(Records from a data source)
━━━

//! Internal logging system for Astra Display
//!
//! Provides:
//! - Customizable logger via the Logger trait
//! - Severity levels (Trace, Debug, Info, Warn, Error)
//! - Colored console output by default
//! - File and line information for detailed ERROR logs

use colored::*;
use std::time::SystemTime;
use chrono::{DateTime, Local};

/// Logger trait for custom logging implementations
///
/// Implement this trait to route crate logs elsewhere (file logging,
/// host-engine log sinks, etc.) and install it with
/// `Engine::set_logger`.
pub trait Logger: Send + Sync {
    /// Log an entry
    fn log(&self, entry: &LogEntry);
}

/// Log entry containing all information about a log message
#[derive(Debug, Clone)]
pub struct LogEntry {
    /// Severity level (Trace, Debug, Info, Warn, Error)
    pub severity: LogSeverity,

    /// Timestamp when the log was created
    pub timestamp: SystemTime,

    /// Source module (e.g., "astra::videomode", "astra::RenderGuard")
    pub source: String,

    /// Log message
    pub message: String,

    /// Source file (only for detailed ERROR logs)
    pub file: Option<&'static str>,

    /// Source line (only for detailed ERROR logs)
    pub line: Option<u32>,
}

/// Log severity levels
#[derive(Debug, Clone, Copy, PartialEq, Eq, PartialOrd, Ord)]
pub enum LogSeverity {
    /// Very verbose debug information (typically disabled in release)
    Trace,

    /// Development/debugging information
    Debug,

    /// Important informational messages
    Info,

    /// Warning messages (potential issues)
    Warn,

    /// Error messages (critical issues with file:line details)
    Error,
}

/// Default logger implementation using colored console output
///
/// Format:
/// - Normal: `[timestamp] [SEVERITY] [source] message`
/// - Error: `[timestamp] [ERROR] [source] message (file:line)`
pub struct DefaultLogger;

impl Logger for DefaultLogger {
    fn log(&self, entry: &LogEntry) {
        // Format timestamp as YYYY-MM-DD HH:MM:SS.mmm
        let datetime: DateTime<Local> = entry.timestamp.into();
        let timestamp = datetime.format("%Y-%m-%d %H:%M:%S%.3f").to_string();

        let severity_str = match entry.severity {
            LogSeverity::Trace => "TRACE".bright_black(),
            LogSeverity::Debug => "DEBUG".cyan(),
            LogSeverity::Info => "INFO ".green(),
            LogSeverity::Warn => "WARN ".yellow(),
            LogSeverity::Error => "ERROR".red().bold(),
        };

        let source = entry.source.bright_blue();

        // Print with or without file:line
        if let (Some(file), Some(line)) = (entry.file, entry.line) {
            println!(
                "[{}] [{}] [{}] {} ({}:{})",
                timestamp,
                severity_str,
                source,
                entry.message,
                file,
                line
            );
        } else {
            println!(
                "[{}] [{}] [{}] {}",
                timestamp,
                severity_str,
                source,
                entry.message
            );
        }
    }
}

// ===== LOGGING MACROS =====

/// Log a TRACE message (very verbose, typically disabled)
///
/// # Example
///
/// ```ignore
/// astra_trace!("astra::videomode", "probing pair {} / {}", 0, 1);
/// ```
#[macro_export]
macro_rules! astra_trace {
    ($source:expr, $($arg:tt)*) => {
        $crate::astra::Engine::log(
            $crate::astra::log::LogSeverity::Trace,
            $source,
            format!($($arg)*)
        )
    };
}

/// Log a DEBUG message (development information)
#[macro_export]
macro_rules! astra_debug {
    ($source:expr, $($arg:tt)*) => {
        $crate::astra::Engine::log(
            $crate::astra::log::LogSeverity::Debug,
            $source,
            format!($($arg)*)
        )
    };
}

/// Log an INFO message (important events)
///
/// # Example
///
/// ```ignore
/// astra_info!("astra::device", "device created with {} vertex processing", tier);
/// ```
#[macro_export]
macro_rules! astra_info {
    ($source:expr, $($arg:tt)*) => {
        $crate::astra::Engine::log(
            $crate::astra::log::LogSeverity::Info,
            $source,
            format!($($arg)*)
        )
    };
}

/// Log a WARN message (potential issues)
#[macro_export]
macro_rules! astra_warn {
    ($source:expr, $($arg:tt)*) => {
        $crate::astra::Engine::log(
            $crate::astra::log::LogSeverity::Warn,
            $source,
            format!($($arg)*)
        )
    };
}

/// Log an ERROR message with file:line information
///
/// # Example
///
/// ```ignore
/// astra_error!("astra::device", "all vertex processing tiers failed");
/// ```
#[macro_export]
macro_rules! astra_error {
    ($source:expr, $($arg:tt)*) => {
        $crate::astra::Engine::log_detailed(
            $crate::astra::log::LogSeverity::Error,
            $source,
            format!($($arg)*),
            file!(),
            line!()
        )
    };
}

// ============================================================================
// Tests
// ============================================================================

#[cfg(test)]
#[path = "log_tests.rs"]
mod tests;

━━━

Number of lines above that include "LogEntry": state it and nothing else.

• **Your solution**
3